The Gonzaga Bulldogs men's basketball statistical leaders are individual statistical leaders of the Gonzaga Bulldogs men's basketball program in various categories, including points, three-pointers, rebounds, assists, steals, and blocks. Within those areas, the lists identify single-game, single-season, and career leaders. The Bulldogs represent Gonzaga University in the NCAA Division I West Coast Conference.

Gonzaga began competing in intercollegiate basketball in 1907. However, the school's record book does not generally list records from before the 1950s, as records from before this period are often incomplete and inconsistent. Since scoring was much lower in this era, and teams played much fewer games during a typical season, it is likely that few or no players from this era would appear on these lists anyway.

Official NCAA basketball records date only to the 1937–38 season, the first of what it calls the "modern era" of men's basketball, following the abolition of the center jump after each made basket.

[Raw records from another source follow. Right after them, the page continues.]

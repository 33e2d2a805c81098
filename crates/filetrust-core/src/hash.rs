//! Content digests with a selectable algorithm.
//!
//! Files are always hashed as a stream (64 KiB reads fed into an incremental
//! context) so arbitrarily large files never have to fit in memory.

use crate::error::{require_file, IoResultExt, Result, TrustError};
use serde::{Deserialize, Serialize};
use sha2::Digest;
use std::fmt;
use std::fs::File;
use std::io::{self, Read};
use std::path::Path;
use std::str::FromStr;

/// Buffer size for streaming reads (64KB)
pub const BUFFER_SIZE: usize = 64 * 1024;

/// Digest algorithm selection
#[derive(Debug, Clone, Copy, PartialEq, Eq, Hash, Serialize, Deserialize, Default)]
pub enum DigestAlgorithm {
    #[serde(rename = "MD5")]
    Md5,
    #[serde(rename = "SHA1")]
    Sha1,
    #[default]
    #[serde(rename = "SHA256")]
    Sha256,
    #[serde(rename = "SHA512")]
    Sha512,
    #[serde(rename = "BLAKE3")]
    Blake3,
}

impl DigestAlgorithm {
    pub const ALL: [DigestAlgorithm; 5] = [
        Self::Md5,
        Self::Sha1,
        Self::Sha256,
        Self::Sha512,
        Self::Blake3,
    ];

    pub fn as_str(&self) -> &'static str {
        match self {
            Self::Md5 => "MD5",
            Self::Sha1 => "SHA1",
            Self::Sha256 => "SHA256",
            Self::Sha512 => "SHA512",
            Self::Blake3 => "BLAKE3",
        }
    }

    /// MD5 and SHA1 are kept for reading old baselines only.
    pub fn is_legacy(&self) -> bool {
        matches!(self, Self::Md5 | Self::Sha1)
    }

    /// Length of the hex digest this algorithm produces.
    pub fn hex_len(&self) -> usize {
        match self {
            Self::Md5 => 32,
            Self::Sha1 => 40,
            Self::Sha256 | Self::Blake3 => 64,
            Self::Sha512 => 128,
        }
    }
}

impl fmt::Display for DigestAlgorithm {
    fn fmt(&self, f: &mut fmt::Formatter<'_>) -> fmt::Result {
        f.write_str(self.as_str())
    }
}

impl FromStr for DigestAlgorithm {
    type Err = TrustError;

    fn from_str(s: &str) -> Result<Self> {
        let normalized: String = s
            .chars()
            .filter(|c| *c != '-' && *c != '_')
            .collect::<String>()
            .to_ascii_uppercase();
        Self::ALL
            .into_iter()
            .find(|a| a.as_str() == normalized)
            .ok_or_else(|| TrustError::InvalidArgument(format!("unknown digest algorithm: {s}")))
    }
}

/// Digest an in-memory byte slice.
pub fn digest_bytes(bytes: &[u8], algorithm: DigestAlgorithm) -> String {
    match algorithm {
        DigestAlgorithm::Md5 => hex::encode(md5::Md5::digest(bytes)),
        DigestAlgorithm::Sha1 => hex::encode(sha1::Sha1::digest(bytes)),
        DigestAlgorithm::Sha256 => hex::encode(sha2::Sha256::digest(bytes)),
        DigestAlgorithm::Sha512 => hex::encode(sha2::Sha512::digest(bytes)),
        DigestAlgorithm::Blake3 => blake3::hash(bytes).to_hex().to_string(),
    }
}

/// Stream a reader through the selected algorithm.
pub fn digest_reader<R: Read>(reader: &mut R, algorithm: DigestAlgorithm) -> io::Result<String> {
    match algorithm {
        DigestAlgorithm::Md5 => stream::<md5::Md5, _>(reader),
        DigestAlgorithm::Sha1 => stream::<sha1::Sha1, _>(reader),
        DigestAlgorithm::Sha256 => stream::<sha2::Sha256, _>(reader),
        DigestAlgorithm::Sha512 => stream::<sha2::Sha512, _>(reader),
        DigestAlgorithm::Blake3 => {
            let mut hasher = blake3::Hasher::new();
            let mut buffer = vec![0u8; BUFFER_SIZE];
            loop {
                match reader.read(&mut buffer) {
                    Ok(0) => break,
                    Ok(n) => {
                        hasher.update(&buffer[..n]);
                    }
                    Err(e) if e.kind() == io::ErrorKind::Interrupted => continue,
                    Err(e) => return Err(e),
                }
            }
            Ok(hasher.finalize().to_hex().to_string())
        }
    }
}

fn stream<D: Digest, R: Read>(reader: &mut R) -> io::Result<String> {
    let mut hasher = D::new();
    let mut buffer = vec![0u8; BUFFER_SIZE];
    loop {
        match reader.read(&mut buffer) {
            Ok(0) => break,
            Ok(n) => hasher.update(&buffer[..n]),
            Err(e) if e.kind() == io::ErrorKind::Interrupted => continue,
            Err(e) => return Err(e),
        }
    }
    Ok(hex::encode(hasher.finalize()))
}

/// Hash a single file. Directories are rejected.
pub fn digest_file(path: &Path, algorithm: DigestAlgorithm) -> Result<String> {
    require_file(path)?;
    let mut file = File::open(path).at(path)?;
    digest_reader(&mut file, algorithm).at(path)
}

/// Compare two hex digests case-insensitively.
pub fn digests_match(a: &str, b: &str) -> bool {
    a.len() == b.len() && a.eq_ignore_ascii_case(b)
}
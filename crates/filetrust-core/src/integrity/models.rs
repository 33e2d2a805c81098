//! Data models for baselines and verification reports.
//!
//! Field names of [`FileDigestRecord`] serialize in PascalCase because the
//! persisted baseline record is a fixed external format.

use crate::hash::DigestAlgorithm;
use chrono::{DateTime, Utc};
use serde::{Deserialize, Serialize};
use std::collections::BTreeMap;
use std::path::{Path, PathBuf};

/// One monitored file. Immutable once written; a new baseline supersedes it.
#[derive(Debug, Clone, PartialEq, Eq, Serialize, Deserialize)]
#[serde(rename_all = "PascalCase")]
pub struct FileDigestRecord {
    pub path: PathBuf,
    pub hash: String,
    pub algorithm: DigestAlgorithm,
    pub baseline_date: DateTime<Utc>,
    pub size: u64,
    pub last_modified: DateTime<Utc>,
}

/// Point-in-time digests for every file under `root`.
#[derive(Debug, Clone, PartialEq, Eq)]
pub struct Baseline {
    pub root: PathBuf,
    /// Persisted alongside the records, so it survives a reload even when the
    /// baseline holds no files.
    pub algorithm: DigestAlgorithm,
    pub created_at: DateTime<Utc>,
    pub records: BTreeMap<PathBuf, FileDigestRecord>,
}

impl Baseline {
    pub fn new(root: PathBuf, algorithm: DigestAlgorithm) -> Self {
        Self {
            root,
            algorithm,
            created_at: Utc::now(),
            records: BTreeMap::new(),
        }
    }

    pub fn len(&self) -> usize {
        self.records.len()
    }

    pub fn is_empty(&self) -> bool {
        self.records.is_empty()
    }

    /// True when every record lies under (or is) the root.
    pub fn is_contained(&self) -> bool {
        self.records.keys().all(|p| p.starts_with(&self.root))
    }

    pub fn contains(&self, path: &Path) -> bool {
        self.records.contains_key(path)
    }
}

/// A file that could not be processed; never fatal for a batch.
#[derive(Debug, Clone, PartialEq, Eq, Serialize, Deserialize)]
pub struct FileWarning {
    #[serde(serialize_with = "crate::util::serialize_path_lossy")]
    pub path: PathBuf,
    pub error: String,
}

/// Outcome of `IntegrityMonitor::enable`.
#[derive(Debug, Clone, Serialize, Deserialize)]
pub struct EnableReport {
    pub root_path: PathBuf,
    pub file_count: usize,
    /// Files found before hashing; differs from `file_count` when some failed.
    pub candidate_count: usize,
    pub algorithm: DigestAlgorithm,
    pub baseline_date: DateTime<Utc>,
    pub warnings: Vec<FileWarning>,
}

impl EnableReport {
    pub fn is_partial(&self) -> bool {
        self.file_count < self.candidate_count
    }
}

#[derive(Debug, Clone, Copy, PartialEq, Eq, Serialize, Deserialize)]
pub enum ModificationStatus {
    Modified,
    Deleted,
    Unreadable,
}

#[derive(Debug, Clone, PartialEq, Eq, Serialize, Deserialize)]
#[serde(tag = "status")]
pub enum ModificationRecord {
    Modified {
        path: PathBuf,
        baseline_hash: String,
        current_hash: String,
    },
    Deleted {
        path: PathBuf,
        baseline_hash: String,
    },
    /// Present on disk but could not be re-hashed.
    Unreadable {
        path: PathBuf,
        baseline_hash: String,
        error: String,
    },
}

impl ModificationRecord {
    pub fn path(&self) -> &Path {
        match self {
            Self::Modified { path, .. } | Self::Deleted { path, .. } | Self::Unreadable { path, .. } => {
                path
            }
        }
    }

    pub fn status(&self) -> ModificationStatus {
        match self {
            Self::Modified { .. } => ModificationStatus::Modified,
            Self::Deleted { .. } => ModificationStatus::Deleted,
            Self::Unreadable { .. } => ModificationStatus::Unreadable,
        }
    }
}

/// Result of a verification pass.
#[derive(Debug, Clone, Serialize, Deserialize)]
pub struct IntegrityReport {
    pub path: PathBuf,
    pub total_files: usize,
    pub verified_files: usize,
    pub modifications: Vec<ModificationRecord>,
    pub verification_date: DateTime<Utc>,
}

impl IntegrityReport {
    pub fn is_clean(&self) -> bool {
        self.modifications.is_empty()
    }

    pub fn count(&self, status: ModificationStatus) -> usize {
        self.modifications
            .iter()
            .filter(|m| m.status() == status)
            .count()
    }
}

/// Lifecycle of a monitored root.
#[derive(Debug, Clone, Copy, PartialEq, Eq, Serialize, Deserialize)]
#[serde(rename_all = "snake_case")]
pub enum MonitorState {
    Uninitialized,
    BaselineActive,
    Verifying,
}
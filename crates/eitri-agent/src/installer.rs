/*
 * Copyright (c) 2025 Dylan Storey
 * Licensed under the Elastic License 2.0.
 * See LICENSE file in the project root for full license text.
 */

//! Release installation: asset download and install command execution.
//!
//! Assets land under `<download_dir>/<release name>/` and the package's
//! install command template runs once per downloaded asset, with `{}`
//! replaced by the asset's local path. A failure at any step aborts the
//! remaining steps for that release; the agent stays subscribed and will
//! act on the next release normally.

use eitri_models::models::releases::Release;
use eitri_utils::logging::prelude::*;
use reqwest::Client;
use std::path::Path;
use tokio::process::Command;

/// Downloads every asset of `release` and runs its install command.
/// Returns whether the whole installation succeeded.
pub async fn install_release(client: &Client, download_dir: &Path, release: &Release) -> bool {
    let target_dir = download_dir.join(&release.name);
    if let Err(e) = tokio::fs::create_dir_all(&target_dir).await {
        error!(
            "Failed to create download directory {}: {}",
            target_dir.display(),
            e
        );
        return false;
    }

    for asset in &release.assets {
        let path = target_dir.join(&asset.name);

        info!(
            "Downloading {} for release '{}' {}",
            asset.name, release.name, release.version
        );
        let response = match client.get(&asset.source_url).send().await {
            Ok(response) => response,
            Err(e) => {
                error!("Failed to download {}: {}", asset.source_url, e);
                return false;
            }
        };
        if !response.status().is_success() {
            error!(
                "Download of {} failed with status {}",
                asset.source_url,
                response.status()
            );
            return false;
        }
        let bytes = match response.bytes().await {
            Ok(bytes) => bytes,
            Err(e) => {
                error!("Failed to read asset body for {}: {}", asset.name, e);
                return false;
            }
        };
        if let Err(e) = tokio::fs::write(&path, &bytes).await {
            error!("Failed to write asset to {}: {}", path.display(), e);
            return false;
        }

        for command in build_commands(&release.install_command, &path.to_string_lossy()) {
            info!("Running install step: {}", command.join(" "));
            let output = match Command::new(&command[0]).args(&command[1..]).output().await {
                Ok(output) => output,
                Err(e) => {
                    error!("Failed to run install step '{}': {}", command[0], e);
                    return false;
                }
            };
            if !output.status.success() {
                error!(
                    "Install step '{}' exited with {}: {}",
                    command.join(" "),
                    output.status,
                    String::from_utf8_lossy(&output.stderr).trim()
                );
                return false;
            }
        }
    }

    info!(
        "Release '{}' {} installed successfully",
        release.name, release.version
    );
    true
}

/// Expands an install command template into argument vectors: commands are
/// separated by `;`, `{}` is replaced with the downloaded asset path, and
/// each command is split on whitespace. Empty segments are dropped.
fn build_commands(template: &str, asset_path: &str) -> Vec<Vec<String>> {
    template
        .split(';')
        .map(|segment| {
            segment
                .replace("{}", asset_path)
                .split_whitespace()
                .map(str::to_string)
                .collect::<Vec<String>>()
        })
        .filter(|command| !command.is_empty())
        .collect()
}

#[cfg(test)]
mod tests {
    use super::*;
    use eitri_models::models::releases::Asset;

    #[test]
    fn test_build_commands_substitutes_path() {
        let commands = build_commands("tar -xzf {}", "/tmp/pkg/asset.tar.gz");
        assert_eq!(
            commands,
            vec![vec![
                "tar".to_string(),
                "-xzf".to_string(),
                "/tmp/pkg/asset.tar.gz".to_string()
            ]]
        );
    }

    #[test]
    fn test_build_commands_splits_on_semicolons() {
        let commands = build_commands("chmod +x {}; mv {} /usr/local/bin/tool", "/tmp/tool");
        assert_eq!(commands.len(), 2);
        assert_eq!(commands[0], vec!["chmod", "+x", "/tmp/tool"]);
        assert_eq!(commands[1], vec!["mv", "/tmp/tool", "/usr/local/bin/tool"]);
    }

    #[test]
    fn test_build_commands_drops_empty_segments() {
        let commands = build_commands("true {};; ", "/tmp/x");
        assert_eq!(commands, vec![vec!["true", "/tmp/x"]]);
    }

    fn release(install_command: &str, source_url: &str) -> Release {
        Release {
            name: "agent-tool".to_string(),
            version: "v1.0.0".to_string(),
            repository: "org/tool".to_string(),
            install_command: install_command.to_string(),
            assets: vec![Asset {
                name: "tool.bin".to_string(),
                source_url: source_url.to_string(),
            }],
        }
    }

    async fn asset_server() -> String {
        use axum::{routing::get, Router};

        let app = Router::new().route("/asset", get(|| async { "payload" }));
        let listener = tokio::net::TcpListener::bind("127.0.0.1:0").await.unwrap();
        let addr = listener.local_addr().unwrap();
        tokio::spawn(async move {
            axum::serve(listener, app).await.unwrap();
        });
        format!("http://{}/asset", addr)
    }

    #[tokio::test]
    async fn test_install_downloads_and_runs_command() {
        let url = asset_server().await;
        let dir = tempfile::tempdir().unwrap();
        let client = Client::new();

        let ok = install_release(&client, dir.path(), &release("true {}", &url)).await;
        assert!(ok);

        let written = dir.path().join("agent-tool").join("tool.bin");
        assert_eq!(std::fs::read_to_string(written).unwrap(), "payload");
    }

    #[tokio::test]
    async fn test_install_fails_on_nonzero_exit() {
        let url = asset_server().await;
        let dir = tempfile::tempdir().unwrap();
        let client = Client::new();

        let ok = install_release(&client, dir.path(), &release("false", &url)).await;
        assert!(!ok);
    }

    #[tokio::test]
    async fn test_failed_step_skips_remaining_commands() {
        let url = asset_server().await;
        let dir = tempfile::tempdir().unwrap();
        let client = Client::new();

        let marker = dir.path().join("marker");
        let command = format!("false; touch {}", marker.display());

        let ok = install_release(&client, dir.path(), &release(&command, &url)).await;
        assert!(!ok);
        assert!(!marker.exists());
    }

    #[tokio::test]
    async fn test_install_fails_on_download_error() {
        let dir = tempfile::tempdir().unwrap();
        let client = Client::new();

        let ok = install_release(
            &client,
            dir.path(),
            &release("true", "http://127.0.0.1:1/asset"),
        )
        .await;
        assert!(!ok);
    }
}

Official statistical rankings in scoring began in 1947–48. Individual assists and rebounds were first recorded in the 1950–51 season. Rebounds have been recorded in each subsequent season, but the NCAA stopped recording individual assists after the 1951–52 season, not resuming this practice until the 1983–84 season. Blocks and steals were first officially recorded in 1985–86, and three-pointers followed in 1986–87, the first season in which the three-pointer was made mandatory throughout college men's basketball at a standardized distance. Gonzaga's record books, however, include all of the school's basketball seasons, regardless of whether the NCAA officially recorded statistics in the relevant seasons.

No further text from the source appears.